Stored items from a collection
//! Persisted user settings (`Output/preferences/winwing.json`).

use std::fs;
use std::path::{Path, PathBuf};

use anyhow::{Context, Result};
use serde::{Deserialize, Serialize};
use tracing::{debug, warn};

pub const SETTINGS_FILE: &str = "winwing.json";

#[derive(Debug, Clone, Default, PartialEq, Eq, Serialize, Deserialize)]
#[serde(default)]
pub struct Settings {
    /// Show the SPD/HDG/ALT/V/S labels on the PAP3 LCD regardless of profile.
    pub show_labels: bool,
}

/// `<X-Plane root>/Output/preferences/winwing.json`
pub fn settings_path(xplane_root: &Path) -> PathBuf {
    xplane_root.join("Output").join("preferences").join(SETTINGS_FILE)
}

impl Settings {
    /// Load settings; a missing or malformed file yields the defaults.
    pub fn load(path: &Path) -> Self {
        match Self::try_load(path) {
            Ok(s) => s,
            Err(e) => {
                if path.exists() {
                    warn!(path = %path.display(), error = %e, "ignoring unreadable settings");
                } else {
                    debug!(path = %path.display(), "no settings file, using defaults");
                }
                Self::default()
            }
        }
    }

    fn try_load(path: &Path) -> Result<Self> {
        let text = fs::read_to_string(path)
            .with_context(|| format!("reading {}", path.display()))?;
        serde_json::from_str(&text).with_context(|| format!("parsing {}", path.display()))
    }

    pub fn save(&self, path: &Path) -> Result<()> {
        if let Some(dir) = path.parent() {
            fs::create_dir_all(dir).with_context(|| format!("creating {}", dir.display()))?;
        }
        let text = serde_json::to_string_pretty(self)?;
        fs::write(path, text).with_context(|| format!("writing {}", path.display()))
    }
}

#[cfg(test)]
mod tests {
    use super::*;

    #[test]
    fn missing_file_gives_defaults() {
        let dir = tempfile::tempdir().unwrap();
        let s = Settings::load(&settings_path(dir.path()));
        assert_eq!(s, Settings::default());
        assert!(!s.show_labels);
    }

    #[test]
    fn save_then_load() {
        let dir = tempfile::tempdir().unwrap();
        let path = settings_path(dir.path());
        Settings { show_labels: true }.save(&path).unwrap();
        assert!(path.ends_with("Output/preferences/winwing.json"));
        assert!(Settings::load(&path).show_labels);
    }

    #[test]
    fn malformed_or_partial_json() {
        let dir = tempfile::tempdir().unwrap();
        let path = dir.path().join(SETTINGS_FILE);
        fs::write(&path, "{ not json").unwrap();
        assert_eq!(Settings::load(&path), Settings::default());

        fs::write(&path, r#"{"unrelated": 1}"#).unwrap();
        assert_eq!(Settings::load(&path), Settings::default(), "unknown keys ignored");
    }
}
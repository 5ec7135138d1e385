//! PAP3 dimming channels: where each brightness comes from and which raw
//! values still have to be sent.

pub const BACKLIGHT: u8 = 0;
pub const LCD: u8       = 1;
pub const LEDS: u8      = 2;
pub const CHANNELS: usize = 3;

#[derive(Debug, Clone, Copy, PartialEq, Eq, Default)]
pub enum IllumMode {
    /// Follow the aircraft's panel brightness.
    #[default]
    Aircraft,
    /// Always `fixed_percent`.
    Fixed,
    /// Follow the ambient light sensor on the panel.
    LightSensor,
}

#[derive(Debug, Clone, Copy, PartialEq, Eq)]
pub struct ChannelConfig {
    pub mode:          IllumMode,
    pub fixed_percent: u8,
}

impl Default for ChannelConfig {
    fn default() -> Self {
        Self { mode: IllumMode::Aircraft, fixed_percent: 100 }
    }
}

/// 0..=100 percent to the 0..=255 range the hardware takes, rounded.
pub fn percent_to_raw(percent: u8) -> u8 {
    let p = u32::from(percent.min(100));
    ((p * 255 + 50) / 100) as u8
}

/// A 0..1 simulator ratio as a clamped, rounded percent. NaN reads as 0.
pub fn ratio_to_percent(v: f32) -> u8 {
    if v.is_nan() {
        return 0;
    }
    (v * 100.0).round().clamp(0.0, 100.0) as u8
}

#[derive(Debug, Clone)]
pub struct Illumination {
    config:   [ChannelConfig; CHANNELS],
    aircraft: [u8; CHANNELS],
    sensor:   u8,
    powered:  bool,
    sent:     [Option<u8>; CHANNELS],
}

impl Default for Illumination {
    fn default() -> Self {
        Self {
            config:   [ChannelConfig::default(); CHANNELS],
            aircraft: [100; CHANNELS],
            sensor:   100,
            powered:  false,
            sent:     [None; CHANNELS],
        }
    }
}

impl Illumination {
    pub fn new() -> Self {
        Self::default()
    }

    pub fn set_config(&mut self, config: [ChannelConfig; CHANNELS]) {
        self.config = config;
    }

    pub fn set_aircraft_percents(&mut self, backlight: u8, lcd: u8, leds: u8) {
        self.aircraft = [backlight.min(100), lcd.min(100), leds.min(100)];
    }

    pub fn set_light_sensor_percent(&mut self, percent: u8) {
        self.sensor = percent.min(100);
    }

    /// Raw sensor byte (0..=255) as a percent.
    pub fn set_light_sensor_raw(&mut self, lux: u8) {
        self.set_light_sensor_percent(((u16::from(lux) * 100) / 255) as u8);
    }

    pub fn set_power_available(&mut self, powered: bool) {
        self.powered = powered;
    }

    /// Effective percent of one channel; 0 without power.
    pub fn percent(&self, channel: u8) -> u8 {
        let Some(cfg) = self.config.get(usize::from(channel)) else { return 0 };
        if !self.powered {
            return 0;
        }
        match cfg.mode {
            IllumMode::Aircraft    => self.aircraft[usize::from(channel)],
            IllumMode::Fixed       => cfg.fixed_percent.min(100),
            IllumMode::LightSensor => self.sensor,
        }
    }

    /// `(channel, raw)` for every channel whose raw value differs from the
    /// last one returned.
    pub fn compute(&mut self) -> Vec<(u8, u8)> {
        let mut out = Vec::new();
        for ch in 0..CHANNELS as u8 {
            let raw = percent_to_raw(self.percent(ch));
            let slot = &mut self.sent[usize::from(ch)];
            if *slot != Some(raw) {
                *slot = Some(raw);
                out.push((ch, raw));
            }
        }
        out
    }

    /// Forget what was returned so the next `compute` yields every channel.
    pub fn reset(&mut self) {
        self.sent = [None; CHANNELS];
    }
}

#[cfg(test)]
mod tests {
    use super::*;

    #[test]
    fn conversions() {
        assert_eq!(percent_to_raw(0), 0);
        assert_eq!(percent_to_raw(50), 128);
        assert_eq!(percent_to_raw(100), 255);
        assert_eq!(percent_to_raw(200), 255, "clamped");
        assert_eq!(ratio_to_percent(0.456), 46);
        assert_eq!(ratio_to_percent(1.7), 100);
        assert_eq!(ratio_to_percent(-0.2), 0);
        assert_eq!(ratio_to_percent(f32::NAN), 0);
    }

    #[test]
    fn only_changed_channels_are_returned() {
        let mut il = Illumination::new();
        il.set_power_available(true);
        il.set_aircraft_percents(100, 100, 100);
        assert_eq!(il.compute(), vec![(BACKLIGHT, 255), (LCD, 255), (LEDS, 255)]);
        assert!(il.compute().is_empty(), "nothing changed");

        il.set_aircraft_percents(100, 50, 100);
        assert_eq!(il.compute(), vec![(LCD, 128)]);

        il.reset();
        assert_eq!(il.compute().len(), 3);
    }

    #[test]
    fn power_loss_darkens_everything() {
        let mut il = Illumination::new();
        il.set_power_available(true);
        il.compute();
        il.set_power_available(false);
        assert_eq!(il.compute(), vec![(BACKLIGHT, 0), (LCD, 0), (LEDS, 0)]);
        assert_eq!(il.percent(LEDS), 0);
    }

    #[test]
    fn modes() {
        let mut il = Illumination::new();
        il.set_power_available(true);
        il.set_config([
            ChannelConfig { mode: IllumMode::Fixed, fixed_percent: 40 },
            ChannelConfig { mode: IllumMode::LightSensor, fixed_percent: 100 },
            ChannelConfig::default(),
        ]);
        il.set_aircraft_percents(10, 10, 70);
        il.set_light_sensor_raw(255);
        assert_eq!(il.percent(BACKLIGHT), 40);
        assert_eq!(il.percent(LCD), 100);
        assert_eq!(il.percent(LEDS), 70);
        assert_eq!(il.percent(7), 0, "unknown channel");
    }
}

**Required action:** Where the data above reaches the line holding "out.push((ch, raw));", begin printing, and stop after the line holding "assert_eq!(ratio_to_percent(-0.2), 0);". Each line must be reproduced exactly, with nothing else added.

**Expected answer:**
                out.push((ch, raw));
            }
        }
        out
    }

    /// Forget what was returned so the next `compute` yields every channel.
    pub fn reset(&mut self) {
        self.sent = [None; CHANNELS];
    }
}

#[cfg(test)]
mod tests {
    use super::*;

    #[test]
    fn conversions() {
        assert_eq!(percent_to_raw(0), 0);
        assert_eq!(percent_to_raw(50), 128);
        assert_eq!(percent_to_raw(100), 255);
        assert_eq!(percent_to_raw(200), 255, "clamped");
        assert_eq!(ratio_to_percent(0.456), 46);
        assert_eq!(ratio_to_percent(1.7), 100);
        assert_eq!(ratio_to_percent(-0.2), 0);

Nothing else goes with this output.